Instructions to follow> From the first line to the last, copy the material exactly.
[Provided material Boundary: Start]
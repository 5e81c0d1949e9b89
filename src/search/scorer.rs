//! BM25 scoring for ranking search results.

use serde::{Deserialize, Serialize};

use crate::index::types::FieldStatistics;

/// BM25 ranking constants.
#[derive(Debug, Clone, Copy, PartialEq, Serialize, Deserialize)]
pub struct Bm25Params {
    /// Term-frequency saturation parameter.
    pub k1: f64,
    /// Field-length normalization parameter.
    pub b: f64,
}

impl Bm25Params {
    /// Create BM25 parameters.
    pub fn new(k1: f64, b: f64) -> Self {
        Bm25Params { k1, b }
    }
}

impl Default for Bm25Params {
    fn default() -> Self {
        Bm25Params { k1: 1.2, b: 0.75 }
    }
}

/// Inverse document frequency of a term.
///
/// `idf = ln(1 + (N - df + 0.5) / (df + 0.5))`
///
/// The `1 +` offset keeps the value non-negative for terms occurring in
/// most documents, unlike classic BM25 idf which goes negative there. The
/// `+0.5` offsets keep the formula defined even with zero live documents.
pub fn idf(total_docs: u64, doc_freq: u64) -> f64 {
    let n = total_docs as f64;
    let df = doc_freq as f64;

    (1.0 + (n - df + 0.5) / (df + 0.5)).ln()
}

/// Boost applied to an expanded term's contribution.
///
/// The exact original term gets 1.0. Longer expansions get
/// `ln(1 + 1/(1 + lengthDiff))`, a decaying bonus strictly between 0 and 1
/// that penalizes less specific matches.
pub fn expansion_boost(original: &str, expanded: &str) -> f64 {
    if original == expanded {
        return 1.0;
    }

    let diff = expanded
        .chars()
        .count()
        .saturating_sub(original.chars().count());

    (1.0 + 1.0 / (1.0 + diff as f64)).ln()
}

/// Scores documents for one expanded term.
///
/// Created once per (original term, expansion) pair; the idf and expansion
/// boost are fixed for every document the expansion matches.
#[derive(Debug, Clone)]
pub struct Bm25Scorer {
    params: Bm25Params,
    idf: f64,
    expansion_boost: f64,
}

impl Bm25Scorer {
    /// Create a scorer for an expanded term.
    pub fn new(params: Bm25Params, total_docs: u64, doc_freq: u64, expansion_boost: f64) -> Self {
        Bm25Scorer {
            params,
            idf: idf(total_docs, doc_freq),
            expansion_boost,
        }
    }

    /// The idf component of this scorer.
    pub fn idf(&self) -> f64 {
        self.idf
    }

    /// Saturated term frequency for one field.
    ///
    /// `tf' = (k1 + 1)·tf / (k1·((1 - b) + b·len/avg) + tf)`
    ///
    /// Callers must skip fields with `tf == 0`; for any field with a
    /// nonzero frequency the average length is necessarily positive.
    fn field_tf(&self, tf: f64, field_length: f64, avg_length: f64) -> f64 {
        let Bm25Params { k1, b } = self.params;
        let norm = (1.0 - b) + b * (field_length / avg_length);

        ((k1 + 1.0) * tf) / (k1 * norm + tf)
    }

    /// Score one document's contribution for this expanded term.
    ///
    /// Sums the per-field contributions `tf'·idf·fieldBoost·expansionBoost`
    /// over every field where the term occurs.
    pub fn score(
        &self,
        freqs: &[u32],
        field_lengths: &[u32],
        stats: &[FieldStatistics],
        field_boosts: &[f64],
    ) -> f64 {
        let mut total = 0.0;

        for (field, &tf) in freqs.iter().enumerate() {
            if tf == 0 {
                continue;
            }

            let tf = self.field_tf(
                tf as f64,
                field_lengths[field] as f64,
                stats[field].avg_length,
            );
            total += tf * self.idf * field_boosts[field] * self.expansion_boost;
        }

        total
    }
}

#[cfg(test)]
mod tests {
    use super::*;

    fn stats(avgs: &[f64]) -> Vec<FieldStatistics> {
        avgs.iter().map(|&avg_length| FieldStatistics { avg_length }).collect()
    }

    #[test]
    fn test_idf_is_never_negative() {
        // A term occurring in every document still gets a positive idf
        assert!(idf(100, 100) > 0.0);
        assert!(idf(1, 1) > 0.0);
    }

    #[test]
    fn test_idf_decreases_with_doc_freq() {
        assert!(idf(100, 1) > idf(100, 10));
        assert!(idf(100, 10) > idf(100, 100));
    }

    #[test]
    fn test_idf_defined_with_zero_docs() {
        let value = idf(0, 0);
        assert!(value.is_finite());
        assert!(value > 0.0);
    }

    #[test]
    fn test_expansion_boost_exact_term() {
        assert_eq!(expansion_boost("rust", "rust"), 1.0);
    }

    #[test]
    fn test_expansion_boost_decays_with_length() {
        let one = expansion_boost("rust", "rusty");
        let three = expansion_boost("rust", "rustier!");

        assert!(one > 0.0 && one < 1.0);
        assert!(three > 0.0);
        assert!(one > three);
    }

    #[test]
    fn test_score_is_zero_without_occurrences() {
        let scorer = Bm25Scorer::new(Bm25Params::default(), 10, 2, 1.0);

        let score = scorer.score(&[0, 0], &[5, 5], &stats(&[5.0, 5.0]), &[1.0, 1.0]);
        assert_eq!(score, 0.0);
    }

    #[test]
    fn test_score_increases_with_term_frequency() {
        let scorer = Bm25Scorer::new(Bm25Params::default(), 10, 2, 1.0);
        let field_stats = stats(&[5.0]);

        let one = scorer.score(&[1], &[5], &field_stats, &[1.0]);
        let two = scorer.score(&[2], &[5], &field_stats, &[1.0]);
        let three = scorer.score(&[3], &[5], &field_stats, &[1.0]);

        assert!(two > one);
        assert!(three > two);
    }

    #[test]
    fn test_score_saturates() {
        let scorer = Bm25Scorer::new(Bm25Params::default(), 10, 2, 1.0);
        let field_stats = stats(&[5.0]);

        let low = scorer.score(&[2], &[5], &field_stats, &[1.0])
            - scorer.score(&[1], &[5], &field_stats, &[1.0]);
        let high = scorer.score(&[10], &[5], &field_stats, &[1.0])
            - scorer.score(&[9], &[5], &field_stats, &[1.0]);

        // Each additional occurrence is worth less than the previous one
        assert!(high < low);
    }

    #[test]
    fn test_longer_fields_score_lower() {
        let scorer = Bm25Scorer::new(Bm25Params::default(), 10, 2, 1.0);
        let field_stats = stats(&[5.0]);

        let short = scorer.score(&[1], &[3], &field_stats, &[1.0]);
        let long = scorer.score(&[1], &[20], &field_stats, &[1.0]);

        assert!(short > long);
    }

    #[test]
    fn test_field_boost_scales_contribution() {
        let scorer = Bm25Scorer::new(Bm25Params::default(), 10, 2, 1.0);
        let field_stats = stats(&[5.0]);

        let plain = scorer.score(&[1], &[5], &field_stats, &[1.0]);
        let boosted = scorer.score(&[1], &[5], &field_stats, &[2.0]);

        assert!((boosted - plain * 2.0).abs() < 1e-12);
    }

    #[test]
    fn test_multi_field_contributions_sum() {
        let scorer = Bm25Scorer::new(Bm25Params::default(), 10, 2, 1.0);
        let field_stats = stats(&[5.0, 5.0]);

        let first = scorer.score(&[1, 0], &[5, 5], &field_stats, &[1.0, 1.0]);
        let second = scorer.score(&[0, 1], &[5, 5], &field_stats, &[1.0, 1.0]);
        let both = scorer.score(&[1, 1], &[5, 5], &field_stats, &[1.0, 1.0]);

        assert!((both - (first + second)).abs() < 1e-12);
    }

    #[test]
    fn test_default_params() {
        let params = Bm25Params::default();

        assert_eq!(params.k1, 1.2);
        assert_eq!(params.b, 0.75);
    }
}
[Provided material Boundary: End]
Expected output>
repository 5e81c0d1949e9b89
filename src/search/scorer.rs
//! BM25 scoring for ranking search results.

use serde::{Deserialize, Serialize};

use crate::index::types::FieldStatistics;

/// BM25 ranking constants.
#[derive(Debug, Clone, Copy, PartialEq, Serialize, Deserialize)]
pub struct Bm25Params {
    /// Term-frequency saturation parameter.
    pub k1: f64,
    /// Field-length normalization parameter.
    pub b: f64,
}

impl Bm25Params {
    /// Create BM25 parameters.
    pub fn new(k1: f64, b: f64) -> Self {
        Bm25Params { k1, b }
    }
}

impl Default for Bm25Params {
    fn default() -> Self {
        Bm25Params { k1: 1.2, b: 0.75 }
    }
}

/// Inverse document frequency of a term.
///
/// `idf = ln(1 + (N - df + 0.5) / (df + 0.5))`
///
/// The `1 +` offset keeps the value non-negative for terms occurring in
/// most documents, unlike classic BM25 idf which goes negative there. The
/// `+0.5` offsets keep the formula defined even with zero live documents.
pub fn idf(total_docs: u64, doc_freq: u64) -> f64 {
    let n = total_docs as f64;
    let df = doc_freq as f64;

    (1.0 + (n - df + 0.5) / (df + 0.5)).ln()
}

/// Boost applied to an expanded term's contribution.
///
/// The exact original term gets 1.0. Longer expansions get
/// `ln(1 + 1/(1 + lengthDiff))`, a decaying bonus strictly between 0 and 1
/// that penalizes less specific matches.
pub fn expansion_boost(original: &str, expanded: &str) -> f64 {
    if original == expanded {
        return 1.0;
    }

    let diff = expanded
        .chars()
        .count()
        .saturating_sub(original.chars().count());

    (1.0 + 1.0 / (1.0 + diff as f64)).ln()
}

/// Scores documents for one expanded term.
///
/// Created once per (original term, expansion) pair; the idf and expansion
/// boost are fixed for every document the expansion matches.
#[derive(Debug, Clone)]
pub struct Bm25Scorer {
    params: Bm25Params,
    idf: f64,
    expansion_boost: f64,
}

impl Bm25Scorer {
    /// Create a scorer for an expanded term.
    pub fn new(params: Bm25Params, total_docs: u64, doc_freq: u64, expansion_boost: f64) -> Self {
        Bm25Scorer {
            params,
            idf: idf(total_docs, doc_freq),
            expansion_boost,
        }
    }

    /// The idf component of this scorer.
    pub fn idf(&self) -> f64 {
        self.idf
    }

    /// Saturated term frequency for one field.
    ///
    /// `tf' = (k1 + 1)·tf / (k1·((1 - b) + b·len/avg) + tf)`
    ///
    /// Callers must skip fields with `tf == 0`; for any field with a
    /// nonzero frequency the average length is necessarily positive.
    fn field_tf(&self, tf: f64, field_length: f64, avg_length: f64) -> f64 {
        let Bm25Params { k1, b } = self.params;
        let norm = (1.0 - b) + b * (field_length / avg_length);

        ((k1 + 1.0) * tf) / (k1 * norm + tf)
    }

    /// Score one document's contribution for this expanded term.
    ///
    /// Sums the per-field contributions `tf'·idf·fieldBoost·expansionBoost`
    /// over every field where the term occurs.
    pub fn score(
        &self,
        freqs: &[u32],
        field_lengths: &[u32],
        stats: &[FieldStatistics],
        field_boosts: &[f64],
    ) -> f64 {
        let mut total = 0.0;

        for (field, &tf) in freqs.iter().enumerate() {
            if tf == 0 {
                continue;
            }

            let tf = self.field_tf(
                tf as f64,
                field_lengths[field] as f64,
                stats[field].avg_length,
            );
            total += tf * self.idf * field_boosts[field] * self.expansion_boost;
        }

        total
    }
}

#[cfg(test)]
mod tests {
    use super::*;

    fn stats(avgs: &[f64]) -> Vec<FieldStatistics> {
        avgs.iter().map(|&avg_length| FieldStatistics { avg_length }).collect()
    }

    #[test]
    fn test_idf_is_never_negative() {
        // A term occurring in every document still gets a positive idf
        assert!(idf(100, 100) > 0.0);
        assert!(idf(1, 1) > 0.0);
    }

    #[test]
    fn test_idf_decreases_with_doc_freq() {
        assert!(idf(100, 1) > idf(100, 10));
        assert!(idf(100, 10) > idf(100, 100));
    }

    #[test]
    fn test_idf_defined_with_zero_docs() {
        let value = idf(0, 0);
        assert!(value.is_finite());
        assert!(value > 0.0);
    }

    #[test]
    fn test_expansion_boost_exact_term() {
        assert_eq!(expansion_boost("rust", "rust"), 1.0);
    }

    #[test]
    fn test_expansion_boost_decays_with_length() {
        let one = expansion_boost("rust", "rusty");
        let three = expansion_boost("rust", "rustier!");

        assert!(one > 0.0 && one < 1.0);
        assert!(three > 0.0);
        assert!(one > three);
    }

    #[test]
    fn test_score_is_zero_without_occurrences() {
        let scorer = Bm25Scorer::new(Bm25Params::default(), 10, 2, 1.0);

        let score = scorer.score(&[0, 0], &[5, 5], &stats(&[5.0, 5.0]), &[1.0, 1.0]);
        assert_eq!(score, 0.0);
    }

    #[test]
    fn test_score_increases_with_term_frequency() {
        let scorer = Bm25Scorer::new(Bm25Params::default(), 10, 2, 1.0);
        let field_stats = stats(&[5.0]);

        let one = scorer.score(&[1], &[5], &field_stats, &[1.0]);
        let two = scorer.score(&[2], &[5], &field_stats, &[1.0]);
        let three = scorer.score(&[3], &[5], &field_stats, &[1.0]);

        assert!(two > one);
        assert!(three > two);
    }

    #[test]
    fn test_score_saturates() {
        let scorer = Bm25Scorer::new(Bm25Params::default(), 10, 2, 1.0);
        let field_stats = stats(&[5.0]);

        let low = scorer.score(&[2], &[5], &field_stats, &[1.0])
            - scorer.score(&[1], &[5], &field_stats, &[1.0]);
        let high = scorer.score(&[10], &[5], &field_stats, &[1.0])
            - scorer.score(&[9], &[5], &field_stats, &[1.0]);

        // Each additional occurrence is worth less than the previous one
        assert!(high < low);
    }

    #[test]
    fn test_longer_fields_score_lower() {
        let scorer = Bm25Scorer::new(Bm25Params::default(), 10, 2, 1.0);
        let field_stats = stats(&[5.0]);

        let short = scorer.score(&[1], &[3], &field_stats, &[1.0]);
        let long = scorer.score(&[1], &[20], &field_stats, &[1.0]);

        assert!(short > long);
    }

    #[test]
    fn test_field_boost_scales_contribution() {
        let scorer = Bm25Scorer::new(Bm25Params::default(), 10, 2, 1.0);
        let field_stats = stats(&[5.0]);

        let plain = scorer.score(&[1], &[5], &field_stats, &[1.0]);
        let boosted = scorer.score(&[1], &[5], &field_stats, &[2.0]);

        assert!((boosted - plain * 2.0).abs() < 1e-12);
    }

    #[test]
    fn test_multi_field_contributions_sum() {
        let scorer = Bm25Scorer::new(Bm25Params::default(), 10, 2, 1.0);
        let field_stats = stats(&[5.0, 5.0]);

        let first = scorer.score(&[1, 0], &[5, 5], &field_stats, &[1.0, 1.0]);
        let second = scorer.score(&[0, 1], &[5, 5], &field_stats, &[1.0, 1.0]);
        let both = scorer.score(&[1, 1], &[5, 5], &field_stats, &[1.0, 1.0]);

        assert!((both - (first + second)).abs() < 1e-12);
    }

    #[test]
    fn test_default_params() {
        let params = Bm25Params::default();

        assert_eq!(params.k1, 1.2);
        assert_eq!(params.b, 0.75);
    }
}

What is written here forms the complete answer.